Joseph de Maistre, tôt franc-maçon, plutôt sympathisant des idées révolutionnaires lorsqu'elles n'étaient encore qu'un concept, vira très vite sa cuti lorsque celle-ci accomplie, il réalisa qu'elle n'avait rien engendré d'autre qu'une humanité avec un entonnoir sur la tête. Au passage, la Savoie était devenue française entre temps. Les biens de Joseph de Maistre et de sa famille furent confisqués et il passa le reste de sa vie à baguenauder, partant de Chambéry et passant par Lausanne, Venise et Saint-Pétersbourg, revenant toujours à Turin comme mirage du lieu de repos.

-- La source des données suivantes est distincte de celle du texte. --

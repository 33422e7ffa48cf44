use std::io::Write;

use nvmem_config::{ConfigError, ConfigValidationError, ConfigWarning, NvmemConfig};
use tempfile::NamedTempFile;

#[test]
fn reports_unknown_keys_with_full_paths() {
    let text = r#"
typo = 1

[logging]
levle = "debug"

[goal]
memory_mode_percnt = 20

[platform.app_direct]
supported = true
interleave_formats = [{ ways = 2, imc = "4kb", channel = "4kb", recomended = true }]
"#;

    let (_config, diagnostics) =
        NvmemConfig::load_from_str_with_diagnostics(text).expect("config should parse");

    assert_eq!(
        diagnostics.unknown_keys,
        vec![
            "goal.memory_mode_percnt",
            "logging.levle",
            "platform.app_direct.interleave_formats[0].recomended",
            "typo",
        ]
    );
    assert!(diagnostics.is_ok());
}

#[test]
fn reports_semantic_errors_alongside_a_usable_config() {
    let text = r#"
[[platform.dimms]]
uid = "a"
socket = 0
memory_controller = 0
channel = 0
capacity = "256GiB"

[[platform.dimms]]
uid = "a"
socket = 0
memory_controller = 1
channel = 0
capacity = 0

[goal]
memory_mode_percent = 60
reserved_percent = 50
"#;

    let (config, diagnostics) =
        NvmemConfig::load_from_str_with_diagnostics(text).expect("config should parse");

    assert_eq!(config.goal.memory_mode_percent, 60);
    assert!(!diagnostics.is_ok());
    assert_eq!(
        diagnostics.errors,
        vec![
            ConfigValidationError::PercentagesExceedTotal {
                memory_mode_percent: 60,
                reserved_percent: 50,
            },
            ConfigValidationError::DuplicateDimmUid {
                toml_path: "platform.dimms[1].uid".to_string(),
                uid: "a".to_string(),
            },
        ]
    );
    assert_eq!(
        diagnostics.warnings,
        vec![ConfigWarning::InvalidValue {
            toml_path: "platform.dimms[1].capacity".to_string(),
            message: "module has no capacity".to_string(),
        }]
    );
}

#[test]
fn logging_level_synonyms_are_accepted() {
    let (_config, diagnostics) =
        NvmemConfig::load_from_str_with_diagnostics("[logging]\nlevel = \"WARNING\"\n")
            .expect("config should parse");
    assert!(diagnostics.is_empty());
}

#[test]
fn invalid_capacity_is_a_parse_error() {
    let text = r#"
[[platform.dimms]]
uid = "a"
socket = 0
memory_controller = 0
channel = 0
capacity = "lots"
"#;

    let err = NvmemConfig::load_from_str_with_diagnostics(text).expect_err("bad capacity");
    assert!(matches!(err, ConfigError::Toml(_)), "unexpected error: {err:?}");
}

#[test]
fn loads_from_path() {
    let mut file = NamedTempFile::new().expect("tempfile");
    writeln!(file, "[logging]\njson = true\nbuffer_lines = 50").expect("write");

    let config = NvmemConfig::load_from_path(file.path()).expect("load");
    assert!(config.logging.json);
    assert_eq!(config.logging.buffer_lines, 50);
    assert!(config.logging.stderr);
}
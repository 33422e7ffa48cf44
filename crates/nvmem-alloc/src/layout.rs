use std::collections::{BTreeMap, BTreeSet};

use serde::{Deserialize, Serialize};

use crate::config_goal::ConfigGoal;
use crate::request::MemoryAllocationRequest;
use crate::types::Dimm;

/// Legal but sub-optimal outcomes attached to a layout.
#[derive(Debug, Clone, Copy, PartialEq, Eq, Hash, Serialize, Deserialize)]
#[serde(rename_all = "snake_case")]
pub enum LayoutWarning {
    AppDirectSettingsNotRecommended,
    PersistentSettingsNotRecommended,
    NonOptimalPopulation,
}

/// Result of planning a [`MemoryAllocationRequest`]. All capacities are GiB.
#[derive(Debug, Clone, Default, PartialEq, Eq, Serialize, Deserialize)]
pub struct MemoryAllocationLayout {
    /// Goal for every requested module, keyed by UID.
    pub goals: BTreeMap<String, ConfigGoal>,
    pub memory_capacity_gib: u64,
    pub app_direct_capacity_gib: u64,
    /// Capacity placed for each requested extent, in request order.
    pub app_direct_capacities_gib: Vec<u64>,
    pub storage_capacity_gib: u64,
    pub remaining_capacity_gib: u64,
    pub reserved_dimm_uid: Option<String>,
    warnings: Vec<LayoutWarning>,
    /// Interleave set ids created for each extent.
    #[serde(skip)]
    extent_set_ids: Vec<BTreeSet<u16>>,
}

impl MemoryAllocationLayout {
    /// An empty layout with a zeroed goal per requested module.
    pub fn for_request(request: &MemoryAllocationRequest) -> Self {
        Self {
            goals: request
                .dimms()
                .iter()
                .map(|dimm| (dimm.uid.clone(), ConfigGoal::default()))
                .collect(),
            app_direct_capacities_gib: vec![0; request.app_direct_extents.len()],
            extent_set_ids: vec![BTreeSet::new(); request.app_direct_extents.len()],
            ..Self::default()
        }
    }

    pub fn warnings(&self) -> &[LayoutWarning] {
        &self.warnings
    }

    pub fn has_warning(&self, warning: LayoutWarning) -> bool {
        self.warnings.contains(&warning)
    }

    /// Record `warning` once. Returns `true` if it was not present before.
    pub fn push_warning(&mut self, warning: LayoutWarning) -> bool {
        if self.has_warning(warning) {
            return false;
        }
        tracing::debug!(target: "nvmem.alloc", ?warning, "layout warning");
        self.warnings.push(warning);
        true
    }

    pub fn goal(&self, uid: &str) -> Option<&ConfigGoal> {
        self.goals.get(uid)
    }

    pub(crate) fn goal_mut(&mut self, uid: &str) -> &mut ConfigGoal {
        self.goals.entry(uid.to_string()).or_default()
    }

    /// Whole GiB on `dimm` not yet claimed by memory mode or app direct.
    pub fn unallocated_gib(&self, dimm: &Dimm) -> u64 {
        let allocated = self.goal(&dimm.uid).map_or(0, ConfigGoal::allocated_gib);
        dimm.capacity_gib().saturating_sub(allocated)
    }

    pub fn unallocated_gib_on<'a>(&self, dimms: impl IntoIterator<Item = &'a Dimm>) -> u64 {
        dimms.into_iter().map(|dimm| self.unallocated_gib(dimm)).sum()
    }

    pub(crate) fn max_set_id(&self) -> u16 {
        self.goals
            .values()
            .filter_map(ConfigGoal::max_set_id)
            .max()
            .unwrap_or(0)
    }

    pub(crate) fn record_extent_set(&mut self, extent: usize, set_id: u16) {
        if let Some(ids) = self.extent_set_ids.get_mut(extent) {
            ids.insert(set_id);
        }
    }

    /// Capacity currently held by the sets created for `extent`.
    pub(crate) fn extent_capacity_gib(&self, extent: usize) -> u64 {
        let Some(ids) = self.extent_set_ids.get(extent) else {
            return 0;
        };
        self.goals
            .values()
            .flat_map(|goal| goal.app_direct_1.iter().chain(goal.app_direct_2.iter()))
            .filter(|set| ids.contains(&set.set_id))
            .map(|set| set.size_gib)
            .sum()
    }

    pub fn total_app_direct_gib(&self) -> u64 {
        self.goals.values().map(ConfigGoal::app_direct_size_gib).sum()
    }

    pub fn total_memory_gib(&self) -> u64 {
        self.goals.values().map(|goal| goal.memory_size_gib).sum()
    }
}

Des soirées à Saint-Pétersbourg, Joseph de Maistre en a certainement passé un grand nombre. Nous pourrions nous amuser à les compter, si nous avions un boulier à disposition. le roi de Sardaigne l'envoie se balader en cette polaire contrée pour y exercer ses fonctions de ministre plénipotentiaire en 1802. Il passera 14 longues années à affronter de vigoureux frimas. Esthète avant tout, il n'en retiendra que les plus beaux tableaux dont un, magistral, se présente dès le premier entretien, avant de n'être plus qu'ici et là rappelé par touches.


« Rien n'est plus rare, mais rien, n'est plus enchanteur qu'une belle nuit d'été à Saint-Pétersbourg, soit que la longueur de l'hiver et la rareté de ces nuits leur donnent, en les rendant plus désirables, un charme particulier, soit que réellement, comme je le crois, elles soient plus douces et plus calmes que dans les plus beaux climats.
Le soleil qui, dans les zones tempérées, se précipite à l'occident, et ne laisse après lui qu'un crépuscule fugitif, rase ici lentement une terre dont il semble se détacher à regret. Son disque environné de vapeurs rougeâtres roule comme un char enflammé sur les sombres forêts qui couronnent l'horizon, et ses rayons, réfléchis par le vitrage des palais, donnent au spectateur l'idée d'un vaste incendie. »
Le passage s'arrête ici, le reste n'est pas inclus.